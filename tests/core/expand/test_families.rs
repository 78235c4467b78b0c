// Expansion database construction over a real store

use ferret::core::expand::ExpansionBuilder;
use ferret::core::store::{IndexStore, MemStore, OpenMode, FAM_DIACASE, FAM_STEM, FAM_STEM_UNAC};
use ferret::core::types::{DocInfo, Term};
use rust_stemmers::{Algorithm, Stemmer};
use std::path::Path;

fn store_with_vocab(words: &[&str]) -> MemStore {
    let mut store = MemStore::ephemeral();
    store.open(OpenMode::Update).unwrap();
    let terms: Vec<Term> = words
        .iter()
        .enumerate()
        .map(|(i, w)| Term::new(*w, i, 0, w.len()))
        .collect();
    store
        .add_or_update(DocInfo::for_file(Path::new("/corpus/doc"), "1:1"), terms)
        .unwrap();
    store
}

#[test]
fn test_every_retained_term_reaches_its_stem() {
    let words = [
        "connection",
        "connections",
        "connected",
        "running",
        "walked",
        "quietly",
    ];
    let mut store = store_with_vocab(&words);
    ExpansionBuilder::new(&["english".to_string()], true)
        .build(&mut store)
        .unwrap();

    let stemmer = Stemmer::create(Algorithm::English);
    for word in words {
        let stem = stemmer.stem(word).into_owned();
        assert!(
            store
                .synonyms(FAM_STEM, "english", &stem)
                .contains(&word.to_string()),
            "no edge from {stem} back to {word}"
        );
    }
    // related surface forms collapse onto one stem entry
    let connect = stemmer.stem("connection").into_owned();
    assert!(store.synonyms(FAM_STEM, "english", &connect).len() >= 3);
}

#[test]
fn test_raw_index_folding_families() {
    let mut store = store_with_vocab(&["Résumé", "resume", "Plain"]);
    ExpansionBuilder::new(&["english".to_string()], true)
        .build(&mut store)
        .unwrap();

    // case/diacritics folding maps the folded form to the raw term
    assert_eq!(
        store.synonyms(FAM_DIACASE, "all", "résumé"),
        ["Résumé"]
    );
    assert_eq!(store.synonyms(FAM_DIACASE, "all", "plain"), ["Plain"]);

    // the unaccented variant got its own stem registration
    let stemmer = Stemmer::create(Algorithm::English);
    let unac_stem = stemmer.stem("resume").into_owned();
    assert!(store
        .synonyms(FAM_STEM_UNAC, "english", &unac_stem)
        .contains(&"resume".to_string()));
}

#[test]
fn test_rebuild_with_same_inputs_is_idempotent() {
    let mut store = store_with_vocab(&["running", "Cafés", "walked", "中文"]);
    let builder = ExpansionBuilder::new(&["english".to_string()], true);

    builder.build(&mut store).unwrap();
    let snapshot_before: Vec<(String, Vec<String>)> = store
        .family_members(FAM_STEM)
        .into_iter()
        .map(|m| {
            let keys = store.terms_from(None, 1000);
            (m, keys)
        })
        .collect();

    builder.build(&mut store).unwrap();
    let snapshot_after: Vec<(String, Vec<String>)> = store
        .family_members(FAM_STEM)
        .into_iter()
        .map(|m| {
            let keys = store.terms_from(None, 1000);
            (m, keys)
        })
        .collect();

    assert_eq!(snapshot_before, snapshot_after);
    let stemmer = Stemmer::create(Algorithm::English);
    let stem = stemmer.stem("running").into_owned();
    assert_eq!(store.synonyms(FAM_STEM, "english", &stem), ["running"]);
}

#[test]
fn test_language_list_changes_drop_old_families() {
    let mut store = store_with_vocab(&["words"]);
    ExpansionBuilder::new(&["english".to_string(), "german".to_string()], true)
        .build(&mut store)
        .unwrap();
    assert_eq!(store.family_members(FAM_STEM), ["english", "german"]);

    ExpansionBuilder::new(&["german".to_string()], true)
        .build(&mut store)
        .unwrap();
    assert_eq!(store.family_members(FAM_STEM), ["german"]);
}

#[test]
fn test_vocabulary_streaming_covers_everything() {
    // more terms than one streaming page
    let words: Vec<String> = (0..600).map(|i| format!("w{i:04}x")).collect();
    let refs: Vec<&str> = words.iter().map(String::as_str).collect();
    let mut store = store_with_vocab(&refs);

    let stats = ExpansionBuilder::new(&["english".to_string()], true)
        .build(&mut store)
        .unwrap();
    assert_eq!(stats.terms_seen, 600);
}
──────────
Directions for this task -
Write out the whole listing again. Match it word for word.

Written response -
filename tests/core/expand/test_families.rs
repository 78235c4467b78b0c
// Expansion database construction over a real store

use ferret::core::expand::ExpansionBuilder;
use ferret::core::store::{IndexStore, MemStore, OpenMode, FAM_DIACASE, FAM_STEM, FAM_STEM_UNAC};
use ferret::core::types::{DocInfo, Term};
use rust_stemmers::{Algorithm, Stemmer};
use std::path::Path;

fn store_with_vocab(words: &[&str]) -> MemStore {
    let mut store = MemStore::ephemeral();
    store.open(OpenMode::Update).unwrap();
    let terms: Vec<Term> = words
        .iter()
        .enumerate()
        .map(|(i, w)| Term::new(*w, i, 0, w.len()))
        .collect();
    store
        .add_or_update(DocInfo::for_file(Path::new("/corpus/doc"), "1:1"), terms)
        .unwrap();
    store
}

#[test]
fn test_every_retained_term_reaches_its_stem() {
    let words = [
        "connection",
        "connections",
        "connected",
        "running",
        "walked",
        "quietly",
    ];
    let mut store = store_with_vocab(&words);
    ExpansionBuilder::new(&["english".to_string()], true)
        .build(&mut store)
        .unwrap();

    let stemmer = Stemmer::create(Algorithm::English);
    for word in words {
        let stem = stemmer.stem(word).into_owned();
        assert!(
            store
                .synonyms(FAM_STEM, "english", &stem)
                .contains(&word.to_string()),
            "no edge from {stem} back to {word}"
        );
    }
    // related surface forms collapse onto one stem entry
    let connect = stemmer.stem("connection").into_owned();
    assert!(store.synonyms(FAM_STEM, "english", &connect).len() >= 3);
}

#[test]
fn test_raw_index_folding_families() {
    let mut store = store_with_vocab(&["Résumé", "resume", "Plain"]);
    ExpansionBuilder::new(&["english".to_string()], true)
        .build(&mut store)
        .unwrap();

    // case/diacritics folding maps the folded form to the raw term
    assert_eq!(
        store.synonyms(FAM_DIACASE, "all", "résumé"),
        ["Résumé"]
    );
    assert_eq!(store.synonyms(FAM_DIACASE, "all", "plain"), ["Plain"]);

    // the unaccented variant got its own stem registration
    let stemmer = Stemmer::create(Algorithm::English);
    let unac_stem = stemmer.stem("resume").into_owned();
    assert!(store
        .synonyms(FAM_STEM_UNAC, "english", &unac_stem)
        .contains(&"resume".to_string()));
}

#[test]
fn test_rebuild_with_same_inputs_is_idempotent() {
    let mut store = store_with_vocab(&["running", "Cafés", "walked", "中文"]);
    let builder = ExpansionBuilder::new(&["english".to_string()], true);

    builder.build(&mut store).unwrap();
    let snapshot_before: Vec<(String, Vec<String>)> = store
        .family_members(FAM_STEM)
        .into_iter()
        .map(|m| {
            let keys = store.terms_from(None, 1000);
            (m, keys)
        })
        .collect();

    builder.build(&mut store).unwrap();
    let snapshot_after: Vec<(String, Vec<String>)> = store
        .family_members(FAM_STEM)
        .into_iter()
        .map(|m| {
            let keys = store.terms_from(None, 1000);
            (m, keys)
        })
        .collect();

    assert_eq!(snapshot_before, snapshot_after);
    let stemmer = Stemmer::create(Algorithm::English);
    let stem = stemmer.stem("running").into_owned();
    assert_eq!(store.synonyms(FAM_STEM, "english", &stem), ["running"]);
}

#[test]
fn test_language_list_changes_drop_old_families() {
    let mut store = store_with_vocab(&["words"]);
    ExpansionBuilder::new(&["english".to_string(), "german".to_string()], true)
        .build(&mut store)
        .unwrap();
    assert_eq!(store.family_members(FAM_STEM), ["english", "german"]);

    ExpansionBuilder::new(&["german".to_string()], true)
        .build(&mut store)
        .unwrap();
    assert_eq!(store.family_members(FAM_STEM), ["german"]);
}

#[test]
fn test_vocabulary_streaming_covers_everything() {
    // more terms than one streaming page
    let words: Vec<String> = (0..600).map(|i| format!("w{i:04}x")).collect();
    let refs: Vec<&str> = words.iter().map(String::as_str).collect();
    let mut store = store_with_vocab(&refs);

    let stats = ExpansionBuilder::new(&["english".to_string()], true)
        .build(&mut store)
        .unwrap();
    assert_eq!(stats.terms_seen, 600);
}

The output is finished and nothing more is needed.